> [REQUIREMENT]: In how many lines of the records does the string "bits" appear? State only the number.

Dataset entries:
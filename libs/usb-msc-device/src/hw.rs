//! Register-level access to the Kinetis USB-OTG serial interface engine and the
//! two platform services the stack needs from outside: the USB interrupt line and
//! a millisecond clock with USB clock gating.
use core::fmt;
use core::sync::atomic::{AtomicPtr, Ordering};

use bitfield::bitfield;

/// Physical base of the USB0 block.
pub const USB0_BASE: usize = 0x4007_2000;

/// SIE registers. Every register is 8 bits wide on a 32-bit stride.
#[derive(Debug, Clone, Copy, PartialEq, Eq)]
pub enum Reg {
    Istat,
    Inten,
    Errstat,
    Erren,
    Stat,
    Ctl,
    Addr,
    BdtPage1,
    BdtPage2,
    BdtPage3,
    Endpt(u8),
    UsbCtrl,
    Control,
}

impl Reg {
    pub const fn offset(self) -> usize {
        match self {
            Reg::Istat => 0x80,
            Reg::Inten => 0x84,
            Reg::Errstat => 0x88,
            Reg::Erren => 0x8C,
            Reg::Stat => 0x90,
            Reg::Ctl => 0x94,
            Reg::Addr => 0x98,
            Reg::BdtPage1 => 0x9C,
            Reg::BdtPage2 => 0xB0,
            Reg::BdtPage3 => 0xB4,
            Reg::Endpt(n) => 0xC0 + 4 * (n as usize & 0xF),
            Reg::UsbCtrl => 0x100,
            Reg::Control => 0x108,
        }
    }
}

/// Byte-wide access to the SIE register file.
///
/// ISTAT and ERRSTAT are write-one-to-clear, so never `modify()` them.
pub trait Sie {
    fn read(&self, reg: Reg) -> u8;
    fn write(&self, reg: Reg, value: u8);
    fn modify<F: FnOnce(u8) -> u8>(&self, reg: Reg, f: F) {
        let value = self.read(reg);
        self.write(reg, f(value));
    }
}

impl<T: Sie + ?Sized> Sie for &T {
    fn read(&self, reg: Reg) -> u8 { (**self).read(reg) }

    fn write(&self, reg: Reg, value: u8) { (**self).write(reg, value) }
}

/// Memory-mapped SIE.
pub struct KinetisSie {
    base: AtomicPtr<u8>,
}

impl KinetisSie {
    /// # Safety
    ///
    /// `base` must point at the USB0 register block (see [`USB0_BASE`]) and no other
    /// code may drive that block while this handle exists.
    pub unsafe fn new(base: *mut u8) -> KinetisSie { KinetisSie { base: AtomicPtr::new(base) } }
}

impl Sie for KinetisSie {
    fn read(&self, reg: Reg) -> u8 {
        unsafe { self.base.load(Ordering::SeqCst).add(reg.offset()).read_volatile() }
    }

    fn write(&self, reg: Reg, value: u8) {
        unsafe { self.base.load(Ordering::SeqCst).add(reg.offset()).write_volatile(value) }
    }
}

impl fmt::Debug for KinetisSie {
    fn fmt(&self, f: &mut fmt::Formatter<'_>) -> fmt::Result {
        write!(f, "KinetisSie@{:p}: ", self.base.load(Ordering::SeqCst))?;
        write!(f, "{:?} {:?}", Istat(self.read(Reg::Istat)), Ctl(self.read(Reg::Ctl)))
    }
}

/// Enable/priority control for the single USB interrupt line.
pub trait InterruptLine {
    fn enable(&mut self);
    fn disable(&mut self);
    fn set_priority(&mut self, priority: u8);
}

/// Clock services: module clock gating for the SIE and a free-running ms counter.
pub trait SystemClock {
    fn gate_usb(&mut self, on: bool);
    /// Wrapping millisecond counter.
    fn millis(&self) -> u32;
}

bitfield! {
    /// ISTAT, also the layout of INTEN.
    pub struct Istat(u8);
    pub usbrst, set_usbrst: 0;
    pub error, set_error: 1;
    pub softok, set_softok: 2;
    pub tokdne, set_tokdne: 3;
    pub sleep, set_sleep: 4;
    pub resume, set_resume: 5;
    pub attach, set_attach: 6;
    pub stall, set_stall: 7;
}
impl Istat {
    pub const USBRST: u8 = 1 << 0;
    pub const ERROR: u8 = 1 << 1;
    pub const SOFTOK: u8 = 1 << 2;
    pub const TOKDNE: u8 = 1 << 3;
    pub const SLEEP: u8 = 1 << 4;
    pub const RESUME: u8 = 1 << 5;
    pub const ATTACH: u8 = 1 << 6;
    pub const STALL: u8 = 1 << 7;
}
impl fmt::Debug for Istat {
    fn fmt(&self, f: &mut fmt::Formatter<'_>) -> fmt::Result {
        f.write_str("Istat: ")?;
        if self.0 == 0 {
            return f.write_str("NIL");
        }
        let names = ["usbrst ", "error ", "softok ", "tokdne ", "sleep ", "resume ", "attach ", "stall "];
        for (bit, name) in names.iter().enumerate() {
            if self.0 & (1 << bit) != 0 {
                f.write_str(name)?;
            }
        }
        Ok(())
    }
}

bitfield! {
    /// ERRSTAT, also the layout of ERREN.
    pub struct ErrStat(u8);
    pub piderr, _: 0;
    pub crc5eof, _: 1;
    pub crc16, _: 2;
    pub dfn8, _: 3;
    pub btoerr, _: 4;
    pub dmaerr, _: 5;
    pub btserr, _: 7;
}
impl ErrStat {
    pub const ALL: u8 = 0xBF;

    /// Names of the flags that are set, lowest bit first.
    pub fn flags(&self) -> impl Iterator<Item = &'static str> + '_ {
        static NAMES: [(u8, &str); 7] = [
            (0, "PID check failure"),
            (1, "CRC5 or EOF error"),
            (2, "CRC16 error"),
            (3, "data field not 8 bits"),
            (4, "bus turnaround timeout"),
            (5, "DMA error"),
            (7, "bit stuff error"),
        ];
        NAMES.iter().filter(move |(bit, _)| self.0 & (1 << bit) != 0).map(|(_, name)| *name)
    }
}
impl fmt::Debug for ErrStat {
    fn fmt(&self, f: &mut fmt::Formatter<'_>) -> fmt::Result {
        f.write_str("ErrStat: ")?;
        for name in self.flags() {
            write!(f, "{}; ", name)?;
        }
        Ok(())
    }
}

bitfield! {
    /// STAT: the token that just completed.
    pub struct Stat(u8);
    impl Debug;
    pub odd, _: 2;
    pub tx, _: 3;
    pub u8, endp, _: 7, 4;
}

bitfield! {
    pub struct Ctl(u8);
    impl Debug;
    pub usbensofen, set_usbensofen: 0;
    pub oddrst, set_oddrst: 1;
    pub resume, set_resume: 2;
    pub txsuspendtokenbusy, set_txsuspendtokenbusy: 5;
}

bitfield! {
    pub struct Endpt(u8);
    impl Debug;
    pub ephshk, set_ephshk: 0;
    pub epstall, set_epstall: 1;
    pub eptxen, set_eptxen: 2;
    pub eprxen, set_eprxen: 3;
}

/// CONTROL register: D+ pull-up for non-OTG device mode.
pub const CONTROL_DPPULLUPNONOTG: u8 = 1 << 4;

> [SOLUTION FOR THIS TASK]: 2